In-situ verification
This form of meter verification is not as thorough, as it does not allow for the important visual inspection of the ultrasonic sensors.
When performing this check, it is worth keeping in mind the impact of the zero calibration factors mentioned previously:
- Zero airflow: transducers are incredibly sensitive, and even wind blowing over the top of the flare stack can impact calibration. Without removing the transducers and inserting them into a zero-box, or a calibration device, in which there is no flow at all, it is difficult to understand whether they are truly reading correctly. This is especially important when looking for accurate measurement at low flow rates.
- The velocity of sound: if the transducers remain in the pipe, then it won’t be just air passing through. To thoroughly calibrate a system, an accurate gas composition is required at the time of measurement. This can be obtained but requires the installation of extra equipment, such as a gas chromatograph. However, this only takes a snapshot and not a live reading. If the gas composition changes during calibration, the result will be invalid.
It should also be noted that during an in-situ verification, the transducers are not visually inspected as they remain in the pipe, and debris in the process may adversely affect the results.
Online health check and performance monitoring
Some ultrasonic flowmeters provide the ability to run remote online diagnostics for performance checks.

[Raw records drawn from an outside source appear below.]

//! Vertex/edge identities and their neighbor relationships.
//!
//! Placement sites are named relative to a tile: vertex `t-c` is corner `c`
//! of tile `t`, edge `t-e` is the side from corner `e` to corner `e + 1`.
//! The tile-local relations are pure functions of the id (see
//! [`VertexId::tile_neighbors`] and friends).
//!
//! [`Topology`] is the adjacency table built once per board. Under
//! [`Adjacency::TileLocal`] it reproduces the tile-local relations exactly.
//! Under [`Adjacency::Shared`] every alias of a physical corner or side
//! collapses to one canonical id and neighbors span tile boundaries.

use crate::board::{Board, TileId};
use crate::hex::{CornerKey, SideKey};
use serde::{Deserialize, Serialize};
use std::collections::HashMap;
use std::fmt;
use std::str::FromStr;
use thiserror::Error;

/// A site id that is not of the form `tile-index` with index 0..=5
#[derive(Debug, Clone, PartialEq, Eq, Error)]
#[error("malformed site id `{0}`")]
pub struct ParseSiteIdError(pub String);

fn parse_site(s: &str) -> Result<(TileId, u8), ParseSiteIdError> {
    let malformed = || ParseSiteIdError(s.to_string());
    let (tile, index) = s.split_once('-').ok_or_else(malformed)?;
    let tile: TileId = tile.trim().parse().map_err(|_| malformed())?;
    let index: u8 = index.trim().parse().map_err(|_| malformed())?;
    if index > 5 {
        return Err(malformed());
    }
    Ok((tile, index))
}

/// Corner `corner` of tile `tile`, written `tile-corner`
#[derive(Debug, Clone, Copy, PartialEq, Eq, Hash, PartialOrd, Ord, Serialize, Deserialize)]
#[serde(try_from = "String", into = "String")]
pub struct VertexId {
    pub tile: TileId,
    pub corner: u8,
}

impl VertexId {
    pub fn new(tile: TileId, corner: u8) -> Self {
        Self {
            tile,
            corner: corner % 6,
        }
    }

    /// The two neighboring corners on the same tile
    pub fn tile_neighbors(&self) -> [VertexId; 2] {
        [
            VertexId::new(self.tile, self.corner + 5),
            VertexId::new(self.tile, self.corner + 1),
        ]
    }

    /// The two sides of the same tile that meet at this corner
    pub fn tile_edges(&self) -> [EdgeId; 2] {
        [
            EdgeId::new(self.tile, self.corner + 5),
            EdgeId::new(self.tile, self.corner),
        ]
    }
}

impl fmt::Display for VertexId {
    fn fmt(&self, f: &mut fmt::Formatter<'_>) -> fmt::Result {
        write!(f, "{}-{}", self.tile, self.corner)
    }
}

impl FromStr for VertexId {
    type Err = ParseSiteIdError;

    fn from_str(s: &str) -> Result<Self, Self::Err> {
        parse_site(s).map(|(tile, corner)| VertexId { tile, corner })
    }
}

impl TryFrom<String> for VertexId {
    type Error = ParseSiteIdError;

    fn try_from(value: String) -> Result<Self, Self::Error> {
        value.parse()
    }
}

impl From<VertexId> for String {
    fn from(id: VertexId) -> Self {
        id.to_string()
    }
}

/// Side `side` of tile `tile`, written `tile-side`
#[derive(Debug, Clone, Copy, PartialEq, Eq, Hash, PartialOrd, Ord, Serialize, Deserialize)]
#[serde(try_from = "String", into = "String")]
pub struct EdgeId {
    pub tile: TileId,
    pub side: u8,
}

impl EdgeId {
    pub fn new(tile: TileId, side: u8) -> Self {
        Self {
            tile,
            side: side % 6,
        }
    }

    /// The two corners this side connects
    pub fn tile_endpoints(&self) -> [VertexId; 2] {
        [
            VertexId::new(self.tile, self.side),
            VertexId::new(self.tile, self.side + 1),
        ]
    }
}

impl fmt::Display for EdgeId {
    fn fmt(&self, f: &mut fmt::Formatter<'_>) -> fmt::Result {
        write!(f, "{}-{}", self.tile, self.side)
    }
}

impl FromStr for EdgeId {
    type Err = ParseSiteIdError;

    fn from_str(s: &str) -> Result<Self, Self::Err> {
        parse_site(s).map(|(tile, side)| EdgeId { tile, side })
    }
}

impl TryFrom<String> for EdgeId {
    type Error = ParseSiteIdError;

    fn try_from(value: String) -> Result<Self, Self::Error> {
        value.parse()
    }
}

impl From<EdgeId> for String {
    fn from(id: EdgeId) -> Self {
        id.to_string()
    }
}

/// How corners and sides relate across tile boundaries
#[derive(Debug, Clone, Copy, PartialEq, Eq, Default, Serialize, Deserialize)]
#[serde(rename_all = "snake_case")]
pub enum Adjacency {
    /// Every tile owns its six corners and sides; nothing is shared
    #[default]
    TileLocal,
    /// Corners and sides shared by neighboring tiles are one site
    Shared,
}

/// Precomputed relations of one vertex
#[derive(Debug, Clone, PartialEq, Eq)]
pub struct VertexLinks {
    pub canonical: VertexId,
    pub adjacent_vertices: Vec<VertexId>,
    pub adjacent_edges: Vec<EdgeId>,
    pub adjacent_tiles: Vec<TileId>,
}

/// Precomputed relations of one edge
#[derive(Debug, Clone, PartialEq, Eq)]
pub struct EdgeLinks {
    pub canonical: EdgeId,
    pub connected_vertices: Vec<VertexId>,
}

/// Adjacency table for one board
#[derive(Debug, Clone)]
pub struct Topology {
    adjacency: Adjacency,
    vertices: HashMap<VertexId, VertexLinks>,
    edges: HashMap<EdgeId, EdgeLinks>,
}

fn push_unique<T: PartialEq>(items: &mut Vec<T>, item: T) {
    if !items.contains(&item) {
        items.push(item);
    }
}

impl Topology {
    /// Build the table for every corner and side of every tile on `board`
    pub fn build(board: &Board, adjacency: Adjacency) -> Self {
        // Land aliases win, then the lowest tile id, then the lowest index.
        let rank = |tile: TileId, index: u8| (!board.is_land(tile), tile, index);

        let mut corner_classes: HashMap<CornerKey, Vec<VertexId>> = HashMap::new();
        let mut side_classes: HashMap<SideKey, Vec<EdgeId>> = HashMap::new();
        let mut vertex_classes: Vec<Vec<VertexId>> = Vec::new();
        let mut edge_classes: Vec<Vec<EdgeId>> = Vec::new();

        for tile in board.tiles() {
            for i in 0..6 {
                let vertex = VertexId::new(tile.id, i);
                let edge = EdgeId::new(tile.id, i);
                match adjacency {
                    Adjacency::TileLocal => {
                        vertex_classes.push(vec![vertex]);
                        edge_classes.push(vec![edge]);
                    }
                    Adjacency::Shared => {
                        corner_classes
                            .entry(tile.coord.corner_key(i))
                            .or_default()
                            .push(vertex);
                        side_classes
                            .entry(tile.coord.side_key(i))
                            .or_default()
                            .push(edge);
                    }
                }
            }
        }
        vertex_classes.extend(corner_classes.into_values());
        edge_classes.extend(side_classes.into_values());

        let mut vertex_canon = HashMap::new();
        for class in &mut vertex_classes {
            class.sort_by_key(|v| rank(v.tile, v.corner));
            for alias in class.iter() {
                vertex_canon.insert(*alias, class[0]);
            }
        }
        let mut edge_canon = HashMap::new();
        for class in &mut edge_classes {
            class.sort_by_key(|e| rank(e.tile, e.side));
            for alias in class.iter() {
                edge_canon.insert(*alias, class[0]);
            }
        }

        let mut vertices = HashMap::new();
        for class in &vertex_classes {
            let canonical = class[0];
            let mut links = VertexLinks {
                canonical,
                adjacent_vertices: Vec::new(),
                adjacent_edges: Vec::new(),
                adjacent_tiles: Vec::new(),
            };
            for alias in class {
                for neighbor in alias.tile_neighbors() {
                    if let Some(n) = vertex_canon.get(&neighbor) {
                        if *n != canonical {
                            push_unique(&mut links.adjacent_vertices, *n);
                        }
                    }
                }
                for edge in alias.tile_edges() {
                    if let Some(e) = edge_canon.get(&edge) {
                        push_unique(&mut links.adjacent_edges, *e);
                    }
                }
                push_unique(&mut links.adjacent_tiles, alias.tile);
            }
            for alias in class {
                vertices.insert(*alias, links.clone());
            }
        }

        let mut edges = HashMap::new();
        for class in &edge_classes {
            let canonical = class[0];
            let connected_vertices = canonical
                .tile_endpoints()
                .iter()
                .filter_map(|v| vertex_canon.get(v).copied())
                .collect();
            let links = EdgeLinks {
                canonical,
                connected_vertices,
            };
            for alias in class {
                edges.insert(*alias, links.clone());
            }
        }

        Self {
            adjacency,
            vertices,
            edges,
        }
    }

    pub fn adjacency(&self) -> Adjacency {
        self.adjacency
    }

    /// Relations of a vertex, looked up by any of its aliases
    pub fn vertex(&self, id: &VertexId) -> Option<&VertexLinks> {
        self.vertices.get(id)
    }

    /// Relations of an edge, looked up by any of its aliases
    pub fn edge(&self, id: &EdgeId) -> Option<&EdgeLinks> {
        self.edges.get(id)
    }

    /// The id under which a vertex is stored, or None if it is off the board
    pub fn canonical_vertex(&self, id: &VertexId) -> Option<VertexId> {
        self.vertex(id).map(|l| l.canonical)
    }

    /// The id under which an edge is stored, or None if it is off the board
    pub fn canonical_edge(&self, id: &EdgeId) -> Option<EdgeId> {
        self.edge(id).map(|l| l.canonical)
    }

    pub fn adjacent_vertices(&self, id: &VertexId) -> &[VertexId] {
        self.vertex(id).map_or(&[], |l| &l.adjacent_vertices)
    }

    pub fn adjacent_edges(&self, id: &VertexId) -> &[EdgeId] {
        self.vertex(id).map_or(&[], |l| &l.adjacent_edges)
    }

    pub fn adjacent_tiles(&self, id: &VertexId) -> &[TileId] {
        self.vertex(id).map_or(&[], |l| &l.adjacent_tiles)
    }

    pub fn connected_vertices(&self, id: &EdgeId) -> &[VertexId] {
        self.edge(id).map_or(&[], |l| &l.connected_vertices)
    }
}

#[cfg(test)]
mod tests {
    use super::*;
    use pretty_assertions::assert_eq;
    use rand::rngs::StdRng;
    use rand::SeedableRng;

    fn board() -> Board {
        Board::standard_with_rng(&mut StdRng::seed_from_u64(7))
    }

    fn v(s: &str) -> VertexId {
        s.parse().unwrap()
    }

    fn e(s: &str) -> EdgeId {
        s.parse().unwrap()
    }

    #[test]
    fn test_parse_and_display() {
        assert_eq!(v("10-2"), VertexId::new(10, 2));
        assert_eq!(e("0-5").to_string(), "0-5");
        assert!("10-6".parse::<VertexId>().is_err());
        assert!("10".parse::<VertexId>().is_err());
        assert!("a-1".parse::<EdgeId>().is_err());
        assert!("-1-2".parse::<EdgeId>().is_err());
    }

    #[test]
    fn test_serde_uses_string_form() {
        let json = serde_json::to_string(&v("12-4")).unwrap();
        assert_eq!(json, "\"12-4\"");
        let back: EdgeId = serde_json::from_str("\"3-1\"").unwrap();
        assert_eq!(back, EdgeId::new(3, 1));
        assert!(serde_json::from_str::<VertexId>("\"3-9\"").is_err());
    }

    #[test]
    fn test_tile_local_relations_wrap_around() {
        assert_eq!(v("4-0").tile_neighbors(), [v("4-5"), v("4-1")]);
        assert_eq!(v("4-0").tile_edges(), [e("4-5"), e("4-0")]);
        assert_eq!(e("4-5").tile_endpoints(), [v("4-5"), v("4-0")]);
    }

    #[test]
    fn test_tile_local_table_matches_pure_relations() {
        let topology = Topology::build(&board(), Adjacency::TileLocal);
        let vertex = v("10-2");

        assert_eq!(topology.canonical_vertex(&vertex), Some(vertex));
        assert_eq!(topology.adjacent_vertices(&vertex), &[v("10-1"), v("10-3")]);
        assert_eq!(topology.adjacent_edges(&vertex), &[e("10-1"), e("10-2")]);
        assert_eq!(topology.adjacent_tiles(&vertex), &[10]);
        assert_eq!(topology.connected_vertices(&e("10-5")), &[v("10-5"), v("10-0")]);
    }

    #[test]
    fn test_unknown_tile_has_no_links() {
        let topology = Topology::build(&board(), Adjacency::TileLocal);
        assert_eq!(topology.canonical_vertex(&v("37-0")), None);
        assert!(topology.adjacent_vertices(&v("99-1")).is_empty());
        assert!(topology.connected_vertices(&e("99-1")).is_empty());
    }

    #[test]
    fn test_shared_corner_collapses_aliases() {
        let topology = Topology::build(&board(), Adjacency::Shared);

        // Tiles 11, 17 and 18 meet at one corner.
        for alias in ["11-3", "17-1", "18-5"] {
            assert_eq!(topology.canonical_vertex(&v(alias)), Some(v("11-3")));
        }
        assert_eq!(topology.adjacent_tiles(&v("18-5")), &[11, 17, 18]);
        assert_eq!(topology.adjacent_vertices(&v("11-3")).len(), 3);
        assert_eq!(topology.adjacent_edges(&v("11-3")).len(), 3);
        assert!(topology
            .adjacent_vertices(&v("11-3"))
            .contains(&topology.canonical_vertex(&v("18-0")).unwrap()));
    }

    #[test]
    fn test_shared_prefers_land_alias() {
        let topology = Topology::build(&board(), Adjacency::Shared);
        // Top corner of tile 5 also belongs to water tiles 0 and 1.
        assert_eq!(topology.canonical_vertex(&v("0-2")), Some(v("5-0")));
        assert_eq!(topology.adjacent_tiles(&v("5-0")), &[5, 0, 1]);
    }

    #[test]
    fn test_shared_edge_collapses_aliases() {
        let topology = Topology::build(&board(), Adjacency::Shared);
        assert_eq!(topology.canonical_edge(&e("18-4")), Some(e("17-1")));

        let ends = topology.connected_vertices(&e("18-4"));
        assert_eq!(ends.len(), 2);
        for end in ends {
            assert!(topology.adjacent_edges(end).contains(&e("17-1")));
        }
    }
}
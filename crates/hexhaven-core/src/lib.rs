//! Hexhaven - a multiplayer hex-board settlement game engine
//!
//! This crate provides the authoritative game logic for Hexhaven, including:
//! - Hex coordinate system and the fixed 37-tile board
//! - Vertex/edge topology and placement legality
//! - The turn and phase state machine, from the opening draft to victory
//! - Resource production from dice rolls
//!
//! # Architecture
//!
//! The engine performs no I/O. A [`Session`] receives commands, validates
//! them completely, mutates its own state and returns events. Callers
//! broadcast [`Session::snapshot`] and [`Session::pending_placements`].
//!
//! # Modules
//!
//! - [`hex`]: Axial coordinates for tiles, corners and sides
//! - [`board`]: Board generation
//! - [`topology`]: Site ids and adjacency
//! - [`placement`]: Buildings and placement rules
//! - [`turn`]: Turn and phase transitions
//! - [`distribution`]: Resource payouts
//! - [`victory`]: Win detection
//! - [`session`]: The session aggregate and its snapshot

pub mod actions;
pub mod board;
pub mod config;
pub mod distribution;
pub mod error;
pub mod hex;
pub mod placement;
pub mod player;
pub mod session;
pub mod topology;
pub mod turn;
pub mod victory;

// Re-export commonly used types
pub use actions::{GameAction, GameEvent};
pub use board::{Board, Resource, Tile, TileId, TileType};
pub use config::{ConfigError, RulesConfig};
pub use error::{ErrorKind, GameError};
pub use hex::{Direction, HexCoord};
pub use placement::{Building, BuildingKind, Buildings, ValidPlacements};
pub use player::{Player, PlayerColor, PlayerId, ResourceHand};
pub use session::{ChatMessage, GameSnapshot, Session, SessionId, SessionStatus, SessionSummary};
pub use topology::{Adjacency, EdgeId, Topology, VertexId};
pub use turn::{GamePhase, TurnPhase};
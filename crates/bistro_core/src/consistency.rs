//! Keeps each restaurant's rating equal to the mean of its reviews.

use crate::cache::{RestaurantCache, ReviewCache};
use crate::concurrency::ErrorSink;
use crate::error::CoreResult;
use bistro_store::{Rating, RestaurantId};
use std::collections::HashMap;
use std::sync::Arc;

/// Arithmetic mean of `ratings`, or `0.0` when there are none.
pub fn mean_rating(ratings: impl IntoIterator<Item = Rating>) -> f64 {
    let (sum, count) = ratings
        .into_iter()
        .fold((0u64, 0u64), |(sum, n), r| (sum + u64::from(r.get()), n + 1));
    if count == 0 {
        0.0
    } else {
        sum as f64 / count as f64
    }
}

/// Recomputes derived restaurant ratings from the review cache.
///
/// Reads reviews under the review cache's read lock and writes the
/// restaurant under the restaurant cache's write lock, always in that
/// order. Ratings within `epsilon` of the stored value are not written.
pub struct RatingSync {
    restaurants: Arc<RestaurantCache>,
    epsilon: f64,
    errors: Arc<ErrorSink>,
}

impl RatingSync {
    /// Creates a rating sync writing through `restaurants`.
    pub fn new(restaurants: Arc<RestaurantCache>, epsilon: f64, errors: Arc<ErrorSink>) -> Self {
        Self {
            restaurants,
            epsilon,
            errors,
        }
    }

    /// Recomputes one restaurant's rating.
    ///
    /// Returns the new rating if it was written, `None` if it was already
    /// current or the restaurant is no longer cached.
    pub fn recompute(
        &self,
        reviews: &ReviewCache,
        restaurant: RestaurantId,
    ) -> CoreResult<Option<f64>> {
        let guard = reviews.core().map().read();
        let mean = mean_rating(
            guard
                .values()
                .filter(|r| r.restaurant_id() == restaurant)
                .map(|r| r.rating()),
        );
        let written = self
            .restaurants
            .apply_rating(restaurant, mean, self.epsilon)?;
        drop(guard);
        Ok(written.then_some(mean))
    }

    /// Recomputes every cached restaurant's rating.
    ///
    /// Returns how many restaurants were corrected. A failure on one
    /// restaurant is reported and the pass continues; the first error is
    /// returned at the end.
    pub fn reconcile_all(&self, reviews: &ReviewCache) -> CoreResult<usize> {
        let guard = reviews.core().map().read();
        let mut by_restaurant: HashMap<RestaurantId, Vec<Rating>> = HashMap::new();
        for review in guard.values() {
            by_restaurant
                .entry(review.restaurant_id())
                .or_default()
                .push(review.rating());
        }

        let mut fixed = 0;
        let mut first_error = None;
        for restaurant in self.restaurants.list() {
            let Some(id) = restaurant.id() else {
                continue;
            };
            let mean = mean_rating(by_restaurant.remove(&id).unwrap_or_default());
            match self.restaurants.apply_rating(id, mean, self.epsilon) {
                Ok(true) => fixed += 1,
                Ok(false) => {}
                Err(e) => {
                    self.errors
                        .report("rating reconcile", format!("{}: {e}", restaurant.name()));
                    first_error.get_or_insert(e);
                }
            }
        }
        drop(guard);

        if !by_restaurant.is_empty() {
            tracing::warn!(
                orphans = by_restaurant.len(),
                "reviews reference restaurants missing from the cache"
            );
        }
        tracing::info!(fixed, "ratings reconciled");
        match first_error {
            Some(e) => Err(e),
            None => Ok(fixed),
        }
    }
}

impl std::fmt::Debug for RatingSync {
    fn fmt(&self, f: &mut std::fmt::Formatter<'_>) -> std::fmt::Result {
        f.debug_struct("RatingSync")
            .field("epsilon", &self.epsilon)
            .finish()
    }
}

#[cfg(test)]
mod tests {
    use super::*;
    use proptest::prelude::*;

    fn ratings(values: &[i64]) -> Vec<Rating> {
        values.iter().map(|v| Rating::new(*v).unwrap()).collect()
    }

    #[test]
    fn mean_of_nothing_is_zero() {
        assert_eq!(mean_rating(Vec::new()), 0.0);
    }

    #[test]
    fn mean_of_values() {
        assert_eq!(mean_rating(ratings(&[4, 2])), 3.0);
        assert_eq!(mean_rating(ratings(&[2])), 2.0);
        assert!((mean_rating(ratings(&[5, 4, 4])) - 13.0 / 3.0).abs() < 1e-12);
    }

    proptest! {
        #[test]
        fn mean_stays_in_rating_range(values in proptest::collection::vec(1i64..=5, 1..50)) {
            let mean = mean_rating(ratings(&values));
            prop_assert!((1.0..=5.0).contains(&mean));
        }
    }
}
//! Statistics command.

use super::Output;
use bistro_core::AppContext;

/// Prints counts and rating figures.
pub fn execute(ctx: &AppContext, output: Output) -> Result<(), Box<dyn std::error::Error>> {
    let stats = ctx.statistics();
    output.emit(&stats, |s| {
        println!("Restaurants:    {}", s.restaurant_count);
        println!("Reviews:        {}", s.review_count);
        println!("Average rating: {:.2}", s.average_rating);
        if let (Some(low), Some(high)) = (s.lowest_rating, s.highest_rating) {
            println!("Rating range:   {low} to {high}");
        }
        if !s.reviews_by_location.is_empty() {
            println!("Reviews by location:");
            for (location, count) in &s.reviews_by_location {
                println!("  {location:<30} {count}");
            }
        }
    })
}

These diagnostics can be used as a form of in-situ meter verification as they allow operators to assess the performance and the accuracy of the flare meter without the need to remove and physically inspect or calibrate the meter. However, in-situ verification has limitations for thorough system validation and should not be the only form of verification relied on for the required regulatory annual checks.
Flare gas measurement manufacturers can provide operators with detailed diagnostic parameters, along with acceptable limits. They include parameters to verify transducer and electronics functionality checks, flow profile, signal strength, meter performance and more.
Fluenta’s flare measurement solutions come with the UFM Manager software, which enables operators to perform a remote health check. The health check should be used as the first step in diagnosing any issue should there be a reason to believe that the meter is reading incorrectly. For a more in-depth verification process, a zero-point calibration should be performed.
Conclusion
Legislators and manufacturers both state the need for annual meter verification to meet environmental and air quality regulations and to ensure that flare measurement solutions remain safe, accurate, and reliable. Ensuring that the flare meters remain in good condition also helps to close the gap in mass balance, detect leaks, save costs, and reduce emissions.
It is becoming easier to achieve all of the above, as operators have access to several forms of meter verification, albeit each with its individual advantages and drawbacks.